What you should do: Given the entries that follow, write out exactly the lines starting at the one containing "assert!(err.is_timeout());" and ending at the one containing "filename zgate/src/config.rs", both ends included, and only those.

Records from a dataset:
--------
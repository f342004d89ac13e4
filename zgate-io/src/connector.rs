//! Outbound channel for control packets
//!
//! The gate writes every control packet through a single [`Connector`].
//! Media never goes through it; the media pipeline owns its own sockets.

use bytes::Bytes;
use crossbeam::channel::{self, Receiver, Sender};
use socket2::{Domain, Protocol, Socket, Type};
use std::io::{self, ErrorKind};
use std::mem::MaybeUninit;
use std::net::{SocketAddr, UdpSocket};
use std::time::Duration;
use thiserror::Error;

/// Connector errors
#[derive(Error, Debug)]
pub enum ConnectorError {
    #[error("IO error: {0}")]
    Io(#[from] io::Error),

    #[error("Invalid socket address")]
    InvalidAddress,

    #[error("Connector is closed")]
    Closed,
}

impl ConnectorError {
    /// Whether the operation only timed out or would block
    pub fn is_timeout(&self) -> bool {
        matches!(
            self,
            ConnectorError::Io(e) if matches!(e.kind(), ErrorKind::WouldBlock | ErrorKind::TimedOut)
        )
    }
}

/// Destination for outbound control packets
///
/// Implementations must accept concurrent writers; each call writes one
/// whole datagram.
pub trait Connector: Send + Sync {
    /// Write one packet; returns the number of bytes written
    fn write(&self, packet: &[u8]) -> Result<usize, ConnectorError>;
}

/// UDP connector bound to a local address and connected to one peer
pub struct UdpConnector {
    inner: Socket,
}

impl UdpConnector {
    /// Bind a blocking UDP socket to `addr`
    pub fn bind(addr: SocketAddr) -> Result<Self, ConnectorError> {
        let domain = if addr.is_ipv4() {
            Domain::IPV4
        } else {
            Domain::IPV6
        };

        let socket = Socket::new(domain, Type::DGRAM, Some(Protocol::UDP))?;
        socket.set_reuse_address(true)?;
        socket.bind(&addr.into())?;

        Ok(UdpConnector { inner: socket })
    }

    /// Fix the peer all writes go to
    pub fn connect(&self, peer: SocketAddr) -> Result<(), ConnectorError> {
        self.inner.connect(&peer.into())?;
        Ok(())
    }

    /// Bound the time [`recv`](Self::recv) blocks
    pub fn set_read_timeout(&self, timeout: Option<Duration>) -> Result<(), ConnectorError> {
        self.inner.set_read_timeout(timeout)?;
        Ok(())
    }

    /// Get the local address this socket is bound to
    pub fn local_addr(&self) -> Result<SocketAddr, ConnectorError> {
        self.inner
            .local_addr()?
            .as_socket()
            .ok_or(ConnectorError::InvalidAddress)
    }

    /// Get the connected peer address
    pub fn peer_addr(&self) -> Result<SocketAddr, ConnectorError> {
        self.inner
            .peer_addr()?
            .as_socket()
            .ok_or(ConnectorError::InvalidAddress)
    }

    /// Receive one datagram from the connected peer
    pub fn recv(&self, buf: &mut [u8]) -> Result<usize, ConnectorError> {
        // SAFETY: u8 and MaybeUninit<u8> share layout, and recv only writes
        // initialized bytes into the prefix it reports.
        let uninit = unsafe {
            std::slice::from_raw_parts_mut(buf.as_mut_ptr() as *mut MaybeUninit<u8>, buf.len())
        };
        Ok(self.inner.recv(uninit)?)
    }

    /// Clone the underlying socket, e.g. for a dedicated receive thread
    pub fn try_clone(&self) -> Result<Self, ConnectorError> {
        Ok(UdpConnector {
            inner: self.inner.try_clone()?,
        })
    }

    /// Convert to a standard UDP socket
    pub fn into_udp_socket(self) -> UdpSocket {
        self.inner.into()
    }
}

impl Connector for UdpConnector {
    fn write(&self, packet: &[u8]) -> Result<usize, ConnectorError> {
        Ok(self.inner.send(packet)?)
    }
}

/// In-process connector delivering every written packet to a channel
///
/// Used to wire two gates back to back without sockets.
pub struct ChannelConnector {
    tx: Sender<Bytes>,
}

impl ChannelConnector {
    /// Create a connector and the receiving end of its channel
    pub fn new() -> (Self, Receiver<Bytes>) {
        let (tx, rx) = channel::unbounded();
        (ChannelConnector { tx }, rx)
    }
}

impl Connector for ChannelConnector {
    fn write(&self, packet: &[u8]) -> Result<usize, ConnectorError> {
        self.tx
            .send(Bytes::copy_from_slice(packet))
            .map_err(|_| ConnectorError::Closed)?;
        Ok(packet.len())
    }
}

#[cfg(test)]
mod tests {
    use super::*;

    fn loopback() -> UdpConnector {
        UdpConnector::bind("127.0.0.1:0".parse().unwrap()).unwrap()
    }

    #[test]
    fn test_bind_assigns_port() {
        let conn = loopback();
        assert!(conn.local_addr().unwrap().port() > 0);
    }

    #[test]
    fn test_write_recv() {
        let a = loopback();
        let b = loopback();
        a.connect(b.local_addr().unwrap()).unwrap();
        b.connect(a.local_addr().unwrap()).unwrap();
        b.set_read_timeout(Some(Duration::from_secs(2))).unwrap();

        let data = b"control packet";
        assert_eq!(a.write(data).unwrap(), data.len());

        let mut buf = [0u8; 1500];
        let n = b.recv(&mut buf).unwrap();
        assert_eq!(&buf[..n], data);
        assert_eq!(b.peer_addr().unwrap(), a.local_addr().unwrap());
    }

    #[test]
    fn test_recv_timeout() {
        let conn = loopback();
        conn.set_read_timeout(Some(Duration::from_millis(20))).unwrap();

        let mut buf = [0u8; 64];
        let err = conn.recv(&mut buf).unwrap_err();
        assert!(err.is_timeout());
    }

    #[test]
    fn test_channel_connector() {
        let (conn, rx) = ChannelConnector::new();
        conn.write(&[1, 2, 3]).unwrap();
        assert_eq!(rx.try_recv().unwrap(), Bytes::from_static(&[1, 2, 3]));

        drop(rx);
        assert!(matches!(conn.write(&[4]), Err(ConnectorError::Closed)));
    }
}
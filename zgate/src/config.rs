//! Gate configuration
//!
//! Everything the gate needs at initialization time is passed in explicitly;
//! nothing is looked up from global state.

use std::fmt;
use std::path::PathBuf;
use std::sync::Arc;
use zgate_crypto::{CryptoBackend, SrtpBackend};

/// Client identification announced to the peer by default
pub const DEFAULT_CLIENT_ID: &str = concat!("zgate ", env!("CARGO_PKG_VERSION"));

/// Session gate configuration
#[derive(Clone)]
pub struct GateConfig {
    /// File holding this endpoint's identifier; created if missing
    pub identity_file: PathBuf,
    /// Client identification string handed to the negotiation engine
    pub client_id: String,
    /// Enable auto-sensing and control packet processing from the start
    pub auto_enable: bool,
    /// Crypto backend used to build keyed transforms
    pub backend: Option<Arc<dyn CryptoBackend>>,
    /// Name prefix for the timer worker thread
    pub thread_name: String,
}

impl GateConfig {
    /// Configuration with the default backend and auto-sensing enabled
    pub fn new(identity_file: impl Into<PathBuf>) -> Self {
        GateConfig {
            identity_file: identity_file.into(),
            client_id: DEFAULT_CLIENT_ID.to_string(),
            auto_enable: true,
            backend: Some(Arc::new(SrtpBackend::new())),
            thread_name: "zgate".to_string(),
        }
    }

    pub fn with_client_id(mut self, client_id: impl Into<String>) -> Self {
        self.client_id = client_id.into();
        self
    }

    pub fn with_auto_enable(mut self, auto_enable: bool) -> Self {
        self.auto_enable = auto_enable;
        self
    }

    pub fn with_backend(mut self, backend: Arc<dyn CryptoBackend>) -> Self {
        self.backend = Some(backend);
        self
    }

    pub fn with_thread_name(mut self, name: impl Into<String>) -> Self {
        self.thread_name = name.into();
        self
    }
}

impl fmt::Debug for GateConfig {
    fn fmt(&self, f: &mut fmt::Formatter<'_>) -> fmt::Result {
        f.debug_struct("GateConfig")
            .field("identity_file", &self.identity_file)
            .field("client_id", &self.client_id)
            .field("auto_enable", &self.auto_enable)
            .field("backend", &self.backend.as_ref().map(|b| b.name()))
            .field("thread_name", &self.thread_name)
            .finish()
    }
}
//! zgate - media-path key negotiation gateway
//!
//! [`SecurityGate`] sits between a media pipeline and the wire. It separates
//! key-negotiation control packets from media, hands the former to a
//! pluggable negotiation engine, and protects media once the engine reports
//! negotiated secrets.

mod callbacks;
pub mod config;
pub mod events;
pub mod gate;
pub mod stats;

pub use zgate_crypto as crypto;
pub use zgate_io as io;
pub use zgate_protocol as protocol;

pub use config::{GateConfig, DEFAULT_CLIENT_ID};
pub use events::{EventSink, SecurityEvent};
pub use gate::{GatePhase, InitError, SecurityGate};
pub use stats::GateStats;

// Re-export commonly used types
pub use protocol::{
    Direction, EngineCallbacks, EngineContext, EngineError, EngineFactory, NegotiatedSecrets,
    NegotiationEngine, Role, RoleKeys, StatusCode,
};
--------
Expected output:
        assert!(err.is_timeout());
    }

    #[test]
    fn test_channel_connector() {
        let (conn, rx) = ChannelConnector::new();
        conn.write(&[1, 2, 3]).unwrap();
        assert_eq!(rx.try_recv().unwrap(), Bytes::from_static(&[1, 2, 3]));

        drop(rx);
        assert!(matches!(conn.write(&[4]), Err(ConnectorError::Closed)));
    }
}
filename zgate/src/config.rs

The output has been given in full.